Latar belakang bandara juga cocok untuk petualangan komedi, karena bandara adalah tempat yang dikunjungi kebanyakan orang di beberapa titik dalam hidup mereka, tetapi pada dasarnya bersifat sementara. Apa yang terjadi di tempat-tempat ini jika Anda tidak berlari dari satu terminal ke terminal lain dan dimarahi karena mengeluarkan barang elektronik Anda sebelum melewati pemeriksaan keamanan karena sekarang Anda dapat menyimpannya di dalam tas tetapi tidak ada yang memberi tahu Anda? Namun, tidak seperti banyak komedi tempat kerja sebelumnya, “How To Die Alone” tidak kehilangan kekuatannya di luar bandara. Selama Thanksgiving, ibu Mel, Beverly (Ellen Cleghorne) secara tidak sengaja memanggangnya dengan sangat keras dengan mengomentari pakaiannya dengan mengatakan, “Saya tidak tahu Rainbow menjual blazer,” komentar yang sama sekali tidak berarti apa-apa bagi seseorang yang belum pernah berbelanja di Rainbow, tetapi akan terasa seperti tikaman di hati bagi mereka yang pernah. (Sebagai catatan: YA, MEMANG BENAR DAN SAYA PUNYA DUANYA!)

Kita tahu bahwa Mel dikelilingi oleh banyak orang yang peduli padanya, jadi mengapa dia merasa begitu kesepian? Itulah pertanyaan yang saya pikir banyak dari kita tanyakan pada diri kita sendiri hampir setiap hari. Saya tidak tahu bagaimana “How To Die Alone” akan mengakhiri musim ini, tetapi seperti kata-kata yang digunakan untuk menggambarkan Mel dimaksudkan sebagai deskriptor yang netral, saya merasa judul acara ini pada akhirnya akan menjadi cerminan Mel yang akhirnya berdamai dengan dirinya sendiri meskipun dia belum sepenuhnya merasa damai. Tidak ada batasan usia untuk tumbuh dewasa, menjadi orang yang selalu Anda inginkan, dan menjalani hidup sepenuhnya. Dan kita semua akan jauh lebih tidak menderita jika kita menginvestasikan lebih banyak waktu untuk memelihara hubungan kita dengan diri kita sendiri.

“How To Die Alone” tersedia untuk streaming di Hulu.


Krystian Wiśniewski
Krystian Wiśniewski is a dedicated Sports Reporter and Editor with a degree in Sports Journalism from He graduated with a degree in Journalism from the University of Warsaw.

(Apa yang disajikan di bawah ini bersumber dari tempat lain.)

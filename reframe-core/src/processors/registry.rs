// ============================================================================
// reframe-core/src/processors/registry.rs
// ============================================================================
//
// PROCESSOR REGISTRY: Name -> Constructor Table and the Active Set
//
// Processors are registered under a name at startup. `load` resolves a name
// to a fully constructed processor or fails with UnknownProcessor, which the
// caller must treat as fatal: a misconfigured processor set never degrades
// into a partial one. The five-capability contract is the FrameProcessor
// trait, so a registered constructor cannot produce a processor that lacks
// one of them.
//
// The active set is seeded from the requested names the first time it is
// asked for and then reconciled against the toggle store on every call.

use std::collections::BTreeMap;
use std::fmt;
use std::sync::{Arc, Mutex, PoisonError};

use super::color_invert::{self, ColorInvert};
use super::face_enhancer::{self, BackendLoader, FaceEnhancer};
use super::{FrameProcessor, ProcessorContext, ToggleStore};
use crate::error::{CoreError, CoreResult};

/// Constructor stored in the registry.
pub type ProcessorFactory =
    Box<dyn Fn(&ProcessorContext) -> CoreResult<Arc<dyn FrameProcessor>> + Send + Sync>;

/// Name-keyed processor table plus the currently active processors.
pub struct ProcessorRegistry {
    context: ProcessorContext,
    factories: BTreeMap<String, ProcessorFactory>,
    active: Mutex<Vec<Arc<dyn FrameProcessor>>>,
}

impl fmt::Debug for ProcessorRegistry {
    fn fmt(&self, f: &mut fmt::Formatter<'_>) -> fmt::Result {
        f.debug_struct("ProcessorRegistry")
            .field("registered", &self.registered_names())
            .field("active", &self.active_names())
            .finish()
    }
}

impl ProcessorRegistry {
    /// Empty registry.
    pub fn new(context: ProcessorContext) -> Self {
        Self {
            context,
            factories: BTreeMap::new(),
            active: Mutex::new(Vec::new()),
        }
    }

    /// Registry with the processors that need no external backend.
    pub fn builtin(context: ProcessorContext) -> Self {
        let mut registry = Self::new(context);
        registry.register(color_invert::NAME, |ctx| {
            Ok(Arc::new(ColorInvert::new(ctx.status.clone())) as Arc<dyn FrameProcessor>)
        });
        registry
    }

    /// Registers (or replaces) the constructor for `name`.
    pub fn register<F>(&mut self, name: impl Into<String>, factory: F)
    where
        F: Fn(&ProcessorContext) -> CoreResult<Arc<dyn FrameProcessor>> + Send + Sync + 'static,
    {
        self.factories.insert(name.into(), Box::new(factory));
    }

    /// Registers `face_enhancer`, backed by whatever `loader` produces.
    pub fn register_face_enhancer(&mut self, loader: BackendLoader) {
        self.register(face_enhancer::NAME, move |ctx| {
            let model_path = ctx.config.models_dir.join(face_enhancer::MODEL_FILE);
            Ok(Arc::new(FaceEnhancer::new(model_path, Arc::clone(&loader), ctx.status.clone()))
                as Arc<dyn FrameProcessor>)
        });
    }

    pub fn context(&self) -> &ProcessorContext {
        &self.context
    }

    pub fn registered_names(&self) -> Vec<String> {
        self.factories.keys().cloned().collect()
    }

    /// Resolves `name` to a new processor instance.
    pub fn load(&self, name: &str) -> CoreResult<Arc<dyn FrameProcessor>> {
        let factory = self.factories.get(name).ok_or_else(|| {
            log::error!("Error loading frame processor {name}: not registered");
            CoreError::UnknownProcessor(name.to_string())
        })?;
        let processor = factory(&self.context)?;
        log::debug!("Loaded frame processor {name}");
        Ok(processor)
    }

    /// Returns the active processors after reconciling with `toggles`.
    ///
    /// The first call (or any call after the set became empty) loads
    /// `requested` in order. Then every toggle that is on and not yet
    /// active is loaded and appended, and every toggle that is off is
    /// removed if present.
    ///
    /// The new set is built aside and only stored once every load has
    /// succeeded; on error the previous set is left untouched.
    pub fn active_set(
        &self,
        requested: &[String],
        toggles: &ToggleStore,
    ) -> CoreResult<Vec<Arc<dyn FrameProcessor>>> {
        let mut active = self.active.lock().unwrap_or_else(PoisonError::into_inner);
        let mut next = active.clone();

        if next.is_empty() {
            for name in requested {
                if !next.iter().any(|p| p.name() == name) {
                    next.push(self.load(name)?);
                }
            }
        }

        for (name, enabled) in toggles.snapshot() {
            let position = next.iter().position(|p| p.name() == name);
            match (enabled, position) {
                (true, None) => next.push(self.load(&name)?),
                (false, Some(index)) => {
                    next.remove(index);
                }
                _ => {}
            }
        }

        *active = next.clone();
        Ok(next)
    }

    /// Names of the currently active processors, in order.
    pub fn active_names(&self) -> Vec<String> {
        self.active
            .lock()
            .unwrap_or_else(PoisonError::into_inner)
            .iter()
            .map(|p| p.name().to_string())
            .collect()
    }
}
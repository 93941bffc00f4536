use log::LevelFilter;
use log4rs::{
    append::file::FileAppender,
    config::{Appender, Config, Root},
    encode::pattern::PatternEncoder,
};
use std::path::Path;

use crate::error::{CoreError, CoreResult};

/// Installs a global `log4rs` logger writing to `log_file`.
///
/// Fails if another global logger is already installed.
pub fn setup_file_logging(log_file: &Path, log_level: LevelFilter) -> CoreResult<()> {
    // Create log directory if it doesn't exist
    if let Some(parent) = log_file.parent() {
        std::fs::create_dir_all(parent)?;
    }

    // Status lines already carry their scope, so the pattern stays minimal.
    let file_appender = FileAppender::builder()
        .encoder(Box::new(PatternEncoder::new(
            "{d(%Y-%m-%d %H:%M:%S)} [{l}] {m}{n}",
        )))
        .build(log_file)
        .map_err(CoreError::Io)?;

    let config = Config::builder()
        .appender(Appender::builder().build("file", Box::new(file_appender)))
        .build(Root::builder().appender("file").build(log_level))
        .map_err(|e| CoreError::Logging(e.to_string()))?;

    log4rs::init_config(config).map_err(|e| CoreError::Logging(e.to_string()))?;

    Ok(())
}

Bringing over 14 years of international reporting experience, Krystian has covered major sports events across Europe, Asia, and the United States of America. Known for his dynamic storytelling and in-depth analysis, he is passionate about capturing the excitement of sports for global audiences and currently leads sports coverage and editorial projects at Agen BRILink dan BRI.